Which is also why I would have been an average engineer. I didn't have a passion for it. Understood the concepts, had the boredom tolerance to go through the syllabus and even excel academically. Loved the theory, but the workplace and expected day to day duties depressed me. So what if my current occupation lowers my life expectancy (all that RF exposure can't possibly be good for me), die with your hair on fire and your boots on, or don't show at all.
The cubicle life and the "we haven't done anything really revolutionary since Apollo, so here's the 32 decimal place data mining babysitting of the same stuff we did for panel #345 on the 737, welcome to your job" shift in job duties from those of the golden days, kinda knocked the wind from my sails and cemented my desire to fly more.
As to TPS, I don't think that the AF actually considers that to be true (engineers make better pilots), it's that for TPS the role of a test pilot requires constant interaction with dedicated engineers, thus having an understanding of the thought process of engineers is essential for a test pilot to be able to communicate (and also possess the technical writing format knowledge that is useful to said engineers making design corrections) with that group of people. That's really the jist of the TPS requirement of an engineering or quant-based science degree.

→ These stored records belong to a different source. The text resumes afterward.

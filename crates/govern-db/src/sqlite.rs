//! SQLite-backed persistence via sqlx

use std::collections::HashMap;

use async_trait::async_trait;
use chrono::{DateTime, Utc};
use sqlx::sqlite::SqliteRow;
use sqlx::{Row, SqlitePool};
use tracing::info;

use crate::error::DbError;
use crate::models::{ProviderInfo, ServiceInfo, ServiceStatus};
use crate::store::DatabaseStore;

/// SQLite implementation of [`DatabaseStore`].
///
/// Providers and subscription lists are embedded as JSON text columns;
/// timestamps are RFC3339 text.
#[derive(Clone)]
pub struct SqliteDatabase {
    pool: SqlitePool,
}

impl SqliteDatabase {
    /// Connect and run migrations
    pub async fn new(database_url: &str) -> Result<Self, DbError> {
        info!("Connecting to database: {}", database_url);

        let pool = SqlitePool::connect(database_url).await?;
        let db = Self { pool };
        db.run_migrations().await?;
        Ok(db)
    }

    /// Get the underlying pool for advanced usage
    pub fn pool(&self) -> &SqlitePool {
        &self.pool
    }

    async fn run_migrations(&self) -> Result<(), DbError> {
        info!("Running database migrations");

        sqlx::query(
            r#"
            CREATE TABLE IF NOT EXISTS services (
                key TEXT PRIMARY KEY,
                service_name TEXT NOT NULL,
                pod_name TEXT NOT NULL,
                providers TEXT NOT NULL,
                health_check_url TEXT NOT NULL,
                notification_url TEXT NOT NULL,
                subscriptions TEXT NOT NULL,
                status TEXT NOT NULL,
                last_health_check TEXT,
                registered_at TEXT NOT NULL
            )
            "#,
        )
        .execute(&self.pool)
        .await?;

        sqlx::query(
            r#"
            CREATE INDEX IF NOT EXISTS idx_services_service_name ON services(service_name)
            "#,
        )
        .execute(&self.pool)
        .await?;

        sqlx::query(
            r#"
            CREATE INDEX IF NOT EXISTS idx_services_status ON services(status)
            "#,
        )
        .execute(&self.pool)
        .await?;

        sqlx::query(
            r#"
            CREATE TABLE IF NOT EXISTS subscriptions (
                subscriber_key TEXT NOT NULL,
                service_group TEXT NOT NULL,
                UNIQUE(subscriber_key, service_group)
            )
            "#,
        )
        .execute(&self.pool)
        .await?;

        sqlx::query(
            r#"
            CREATE INDEX IF NOT EXISTS idx_subscriptions_service_group ON subscriptions(service_group)
            "#,
        )
        .execute(&self.pool)
        .await?;

        info!("Database migrations completed");
        Ok(())
    }
}

/// Parse a datetime string (RFC3339 format) or return current time
fn parse_datetime_or_now(s: &str) -> DateTime<Utc> {
    DateTime::parse_from_rfc3339(s)
        .map(|dt| dt.with_timezone(&Utc))
        .unwrap_or_else(|_| Utc::now())
}

fn service_from_row(row: &SqliteRow) -> Result<ServiceInfo, DbError> {
    let providers_json: String = row.get("providers");
    let subscriptions_json: String = row.get("subscriptions");
    let status: String = row.get("status");
    let last_health_check: Option<String> = row.get("last_health_check");
    let registered_at: String = row.get("registered_at");

    let providers: Vec<ProviderInfo> = serde_json::from_str(&providers_json)?;
    let subscriptions: Vec<String> = serde_json::from_str(&subscriptions_json)?;

    Ok(ServiceInfo {
        service_name: row.get("service_name"),
        pod_name: row.get("pod_name"),
        providers,
        health_check_url: row.get("health_check_url"),
        notification_url: row.get("notification_url"),
        subscriptions,
        status: ServiceStatus::from_str(&status).unwrap_or_default(),
        last_health_check: last_health_check
            .and_then(|s| DateTime::parse_from_rfc3339(&s).ok())
            .map(|dt| dt.with_timezone(&Utc)),
        registered_at: parse_datetime_or_now(&registered_at),
    })
}

#[async_trait]
impl DatabaseStore for SqliteDatabase {
    async fn save_service(&self, service: &ServiceInfo) -> Result<(), DbError> {
        let providers = serde_json::to_string(&service.providers)?;
        let subscriptions = serde_json::to_string(&service.subscriptions)?;

        sqlx::query(
            r#"
            INSERT INTO services (key, service_name, pod_name, providers, health_check_url,
                                  notification_url, subscriptions, status, last_health_check,
                                  registered_at)
            VALUES (?, ?, ?, ?, ?, ?, ?, ?, ?, ?)
            ON CONFLICT(key) DO UPDATE SET
                providers = excluded.providers,
                health_check_url = excluded.health_check_url,
                notification_url = excluded.notification_url,
                subscriptions = excluded.subscriptions,
                status = excluded.status,
                last_health_check = excluded.last_health_check,
                registered_at = excluded.registered_at
            "#,
        )
        .bind(service.key())
        .bind(&service.service_name)
        .bind(&service.pod_name)
        .bind(providers)
        .bind(&service.health_check_url)
        .bind(&service.notification_url)
        .bind(subscriptions)
        .bind(service.status.as_str())
        .bind(service.last_health_check.map(|t| t.to_rfc3339()))
        .bind(service.registered_at.to_rfc3339())
        .execute(&self.pool)
        .await?;

        Ok(())
    }

    async fn get_service(&self, key: &str) -> Result<Option<ServiceInfo>, DbError> {
        let result = sqlx::query(
            r#"
            SELECT service_name, pod_name, providers, health_check_url, notification_url,
                   subscriptions, status, last_health_check, registered_at
            FROM services
            WHERE key = ?
            "#,
        )
        .bind(key)
        .fetch_optional(&self.pool)
        .await?;

        result.map(|row| service_from_row(&row)).transpose()
    }

    async fn get_all_services(&self) -> Result<Vec<ServiceInfo>, DbError> {
        let rows = sqlx::query(
            r#"
            SELECT service_name, pod_name, providers, health_check_url, notification_url,
                   subscriptions, status, last_health_check, registered_at
            FROM services
            "#,
        )
        .fetch_all(&self.pool)
        .await?;

        rows.iter().map(service_from_row).collect()
    }

    async fn delete_service(&self, key: &str) -> Result<(), DbError> {
        sqlx::query("DELETE FROM services WHERE key = ?")
            .bind(key)
            .execute(&self.pool)
            .await?;
        Ok(())
    }

    async fn update_health_status(
        &self,
        key: &str,
        status: ServiceStatus,
        timestamp: DateTime<Utc>,
    ) -> Result<(), DbError> {
        let result = sqlx::query(
            r#"
            UPDATE services
            SET status = ?, last_health_check = ?
            WHERE key = ?
            "#,
        )
        .bind(status.as_str())
        .bind(timestamp.to_rfc3339())
        .bind(key)
        .execute(&self.pool)
        .await?;

        if result.rows_affected() == 0 {
            return Err(DbError::NotFound(key.to_string()));
        }
        Ok(())
    }

    async fn save_subscriptions(
        &self,
        subscriber_key: &str,
        groups: &[String],
    ) -> Result<(), DbError> {
        let mut tx = self.pool.begin().await?;

        sqlx::query("DELETE FROM subscriptions WHERE subscriber_key = ?")
            .bind(subscriber_key)
            .execute(&mut *tx)
            .await?;

        for group in groups {
            sqlx::query(
                r#"
                INSERT OR IGNORE INTO subscriptions (subscriber_key, service_group)
                VALUES (?, ?)
                "#,
            )
            .bind(subscriber_key)
            .bind(group)
            .execute(&mut *tx)
            .await?;
        }

        tx.commit().await?;
        Ok(())
    }

    async fn get_subscriptions(&self, subscriber_key: &str) -> Result<Vec<String>, DbError> {
        let rows = sqlx::query(
            r#"
            SELECT service_group FROM subscriptions WHERE subscriber_key = ?
            "#,
        )
        .bind(subscriber_key)
        .fetch_all(&self.pool)
        .await?;

        Ok(rows.iter().map(|row| row.get("service_group")).collect())
    }

    async fn get_all_subscriptions(&self) -> Result<HashMap<String, Vec<String>>, DbError> {
        let rows = sqlx::query("SELECT subscriber_key, service_group FROM subscriptions")
            .fetch_all(&self.pool)
            .await?;

        let mut result: HashMap<String, Vec<String>> = HashMap::new();
        for row in &rows {
            let subscriber: String = row.get("subscriber_key");
            let group: String = row.get("service_group");
            result.entry(subscriber).or_default().push(group);
        }
        Ok(result)
    }

    async fn delete_subscriptions(&self, subscriber_key: &str) -> Result<(), DbError> {
        sqlx::query("DELETE FROM subscriptions WHERE subscriber_key = ?")
            .bind(subscriber_key)
            .execute(&self.pool)
            .await?;
        Ok(())
    }

    async fn ping(&self) -> Result<(), DbError> {
        sqlx::query("SELECT 1").execute(&self.pool).await?;
        Ok(())
    }

    async fn close(&self) {
        self.pool.close().await;
    }
}
//! Database error types

use thiserror::Error;

#[derive(Error, Debug)]
pub enum DbError {
    #[error("Database connection error: {0}")]
    Connection(#[from] sqlx::Error),

    #[error("Record not found: {0}")]
    NotFound(String),

    #[error("Encoding error: {0}")]
    Encoding(#[from] serde_json::Error),

    #[error("Operation timed out: {0}")]
    Timeout(String),

    #[error("Migration error: {0}")]
    Migration(String),
}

I've met real sierra hotel sticks on both quant. and liberal art educated folks. So it doesn't give you an edge on the flying. Remember WWII? We put monkeys out of a farm in Iowa and these young men managed to do things in the sky we still try to inspire children with. Book knowledge doesn't translate in a "make it or break it" way to the mechanics of operating machinery; be airplanes, cranes, ground vehicles et al.